Recent decisions taken by the Federal Government include the inauguration of commissioners for the Nigerian Electricity Regulatory Commission (NERC) and the approval of N702 billion to the Nigerian Bulk Electricity Trading (NBET) to guarantee the payment of its obligations.
Fashola, speaking on ‘Power sector payment assurance program for power Generation Companies (GENCOs),’ yesterday said: “These plans alone will not solve all the problems of the power sector or produce overnight the electricity that has eluded us for decades.
He lamented that the power Distribution Companies (DisCos) have not improved customer services at the pace government and the country expected, saying they do not pay fully for the electricity they receive from the Generating Companied (GenCos) through NBET.
He attributed some of the reasons to regulatory and tariff inconsistencies of the past administrations, unexpected changes in the foreign exchange market and lower than expected generation due largely to pipeline vandalisation.
The minister observed that much of the failure related to the DisCos’ inadequate financial and technical capacity and some sharp practices in their administration of collections from customers.
He said as a result, the money NBET collects monthly from the DisCos is not enough to pay NBET’s contractual obligation to the GenCos.Fashola stated that in recent months, the payment by the DisCos to NBET was as low as 17 per cent of NBET’s invoice, just as in January this year, it was 24.9 per cent, while the GenCos in turn do not pay their gas suppliers, equipment suppliers, banks and other partners what they are contractually bound to pay.
He further said the DisCos do not pay Transmission Company of Nigeria (TCN) what is contractually due to it for transmitting the energy the DisCos sell to consumers, resulting in payment shortfalls, while the accumulated debts are increasingly threatening the electricity supply system.

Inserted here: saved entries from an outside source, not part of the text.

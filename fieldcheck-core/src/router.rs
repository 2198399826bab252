//! Exact-match router: (method, path) -> RouteId.

use std::collections::HashMap;

#[derive(Clone, Copy, Debug, Hash, Eq, PartialEq)]
pub struct RouteId(pub u32);

/// Methods are compared uppercased; paths with leading and trailing slashes trimmed.
pub struct Router {
    table: HashMap<(String, String), RouteId>,
}

impl Router {
    pub fn new() -> Self {
        Self {
            table: HashMap::new(),
        }
    }

    /// Returns the id previously bound to the same method and path, if any.
    pub fn add(&mut self, method: &str, path: &str, id: RouteId) -> Option<RouteId> {
        self.table.insert(key(method, path), id)
    }

    pub fn match_route(&self, method: &str, path: &str) -> Option<RouteId> {
        self.table.get(&key(method, path)).copied()
    }

    pub fn len(&self) -> usize {
        self.table.len()
    }

    pub fn is_empty(&self) -> bool {
        self.table.is_empty()
    }
}

impl Default for Router {
    fn default() -> Self {
        Self::new()
    }
}

fn key(method: &str, path: &str) -> (String, String) {
    (method.to_uppercase(), path.trim_matches('/').to_owned())
}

This, he noted, is apart from undermining the growth of the economy and the electricity sector by discouraging new investors from building new power stations and transmission facilities.
Explaining that the N702 billion payment guarantee support to NBET was effective from January this year, he said subsequent government interventions would be, among other things, to ensure that all industry revenues are fairly distributed to all market participants and their suppliers according to contractual commitments.